Credit: Daniil Chetverikov / Alamy

Aminoacyl-tRNA synthetases (aaRSs) catalyse the fusion of amino acids to tRNAs for protein synthesis, but during evolution they have also gained and retained 13 protein domains that can confer other functions. Some of these domains are generated by alternative splicing, which led Schimmel and colleagues to characterize the alternative splice variants of the aaRS genes. Their analysis revealed a set of catalytically inactive ('null') aaRSs that have various biological functions that are independent of tRNA aminoacylation.

splice variants abrogated the ... catalytic domain but retained ... the later-gained domains

The authors carried out a comprehensive search for alternative splice variants of 37 human aaRSs in brain tissues and in leukocytes, using gene-specific multiplex PCR of exon–exon junctions, followed by deep sequencing. They discovered hundreds of novel splice variants and, surprisingly, found that 60 of the 70 identified internal in-frame splice variants abrogated the highly conserved catalytic domain but retained at least one of the later-gained domains. These variants are therefore catalytic nulls in regard to the canonical function of aaRSs, but they may have other biological functions. In support of this, the observed loss of specific exons could potentially lead to extensive structural changes and thus create new protein interactions.

Many of the splice variants were found to be tissue-specific, which suggests that they encode expressed proteins. To explore this possibility, the authors examined 48 of the catalytic null mRNAs and found that all were associated with polysomes and thus potentially translated. Western blot analysis using antibodies specific for five aaRSs detected the presence of the aaRS protein fragments that were expected to have lost the catalytic domain but to have retained the gained domains, and this was corroborated by mass spectrometry. In total, 38 of the 48 transcripts were differentially expressed across a panel of adult and foetal tissues or cells, whereas the parent aaRS genes were evenly expressed.
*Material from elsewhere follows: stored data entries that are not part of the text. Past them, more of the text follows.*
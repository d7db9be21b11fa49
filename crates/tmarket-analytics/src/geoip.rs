//! HTTP IP-to-country resolution.
//!
//! Two free geolocation services: `ipapi.co` (plain-text country name) with
//! `ip-api.com` (JSON) as fallback. One bounded client timeout covers both
//! calls; any failure degrades to [`UNKNOWN_COUNTRY`]. Private and local
//! addresses never reach this module — the recorder short-circuits them
//! first.

use std::time::Duration;

use tracing::warn;

use tmarket_core::geo::{CountryResolver, UNKNOWN_COUNTRY};

const PRIMARY_BASE: &str = "https://ipapi.co";
const FALLBACK_BASE: &str = "http://ip-api.com";

pub struct HttpCountryResolver {
    client: reqwest::Client,
    primary_base: String,
    fallback_base: String,
}

impl HttpCountryResolver {
    pub fn new(timeout: Duration) -> anyhow::Result<Self> {
        Self::with_endpoints(PRIMARY_BASE, FALLBACK_BASE, timeout)
    }

    /// Constructor with overridable service base URLs, for tests.
    pub fn with_endpoints(
        primary_base: &str,
        fallback_base: &str,
        timeout: Duration,
    ) -> anyhow::Result<Self> {
        let client = reqwest::Client::builder()
            .timeout(timeout)
            .user_agent(concat!("tmarket/", env!("CARGO_PKG_VERSION")))
            .build()?;
        Ok(Self {
            client,
            primary_base: primary_base.trim_end_matches('/').to_string(),
            fallback_base: fallback_base.trim_end_matches('/').to_string(),
        })
    }

    /// `GET {base}/{ip}/country_name/` → plain-text country name.
    async fn primary(&self, ip: &str) -> Option<String> {
        let url = format!("{}/{}/country_name/", self.primary_base, ip);
        let resp = self.client.get(&url).send().await.ok()?;
        if !resp.status().is_success() {
            return None;
        }
        let body = resp.text().await.ok()?;
        let country = body.trim();
        (!country.is_empty()).then(|| country.to_string())
    }

    /// `GET {base}/json/{ip}?fields=country` → `{"country": "..."}`.
    async fn fallback(&self, ip: &str) -> Option<String> {
        let url = format!("{}/json/{}?fields=country", self.fallback_base, ip);
        let resp = self.client.get(&url).send().await.ok()?;
        if !resp.status().is_success() {
            return None;
        }
        let body: serde_json::Value = resp.json().await.ok()?;
        let country = body.get("country")?.as_str()?.trim();
        (!country.is_empty()).then(|| country.to_string())
    }
}

#[async_trait::async_trait]
impl CountryResolver for HttpCountryResolver {
    async fn resolve_country(&self, ip: &str) -> String {
        if let Some(country) = self.primary(ip).await {
            return country;
        }
        if let Some(country) = self.fallback(ip).await {
            return country;
        }
        warn!(ip, "geolocation lookup failed on both services");
        UNKNOWN_COUNTRY.to_string()
    }
}
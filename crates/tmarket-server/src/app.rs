use std::sync::Arc;

use axum::{
    http::HeaderValue,
    routing::{get, post},
    Router,
};
use tower_http::{
    cors::{AllowOrigin, Any, CorsLayer},
    trace::TraceLayer,
};

use crate::{routes, state::AppState};

/// Construct the Axum [`Router`] with all routes and middleware attached.
///
/// Middleware outer-to-inner:
/// 1. `TraceLayer` — structured request/response logging via `tracing`.
/// 2. `CorsLayer` — origins from `TMARKET_CORS_ORIGINS` when configured,
///    permissive otherwise; the tracking snippet posts from the storefront
///    pages themselves, and the admin dashboard may be served from a
///    different origin.
pub fn build_app(state: Arc<AppState>) -> Router {
    let cors = cors_layer(&state.config.cors_origins);
    Router::new()
        .route("/health", get(routes::health::health))
        .route("/api/analytics/track", post(routes::track::track))
        .route("/api/analytics", get(routes::analytics::get_analytics))
        .layer(TraceLayer::new_for_http())
        .layer(cors)
        .with_state(state)
}

/// Restrict CORS to the configured origins; an empty list means "allow any"
/// (the self-hosted default). Origins that fail header-value parsing are
/// logged and skipped rather than aborting startup.
fn cors_layer(origins: &[String]) -> CorsLayer {
    let allow_origin = if origins.is_empty() {
        AllowOrigin::any()
    } else {
        AllowOrigin::list(origins.iter().filter_map(|origin| {
            match origin.parse::<HeaderValue>() {
                Ok(value) => Some(value),
                Err(e) => {
                    tracing::warn!(origin = %origin, error = %e, "ignoring unparseable CORS origin");
                    None
                }
            }
        }))
    };
    CorsLayer::new()
        .allow_origin(allow_origin)
        .allow_methods(Any)
        .allow_headers(Any)
}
In order to investigate the potential functions of catalytically null aaRSs, the authors expressed and purified 94 recombinant aaRS protein fragments (as well as a few parental aaRSs as controls) and tested them in various phenotypic cell-based assays, including for proliferation, differentiation, acute inflammatory responses and transcriptional regulation. Whereas the parental proteins were inactive or had a single activity that differed from any of their splice variants, 83 of the aaRS protein fragments tested positive for at least one activity and most tested positive for a set of activities that was specific to the variant.

In summary, the unique characteristics of the alternative splicing of aaRS transcripts enabled the generation of a large ensemble of previously unknown proteins that have various non-canonical functions. It will be interesting to see to what extent this mechanism is shared by other enzyme families.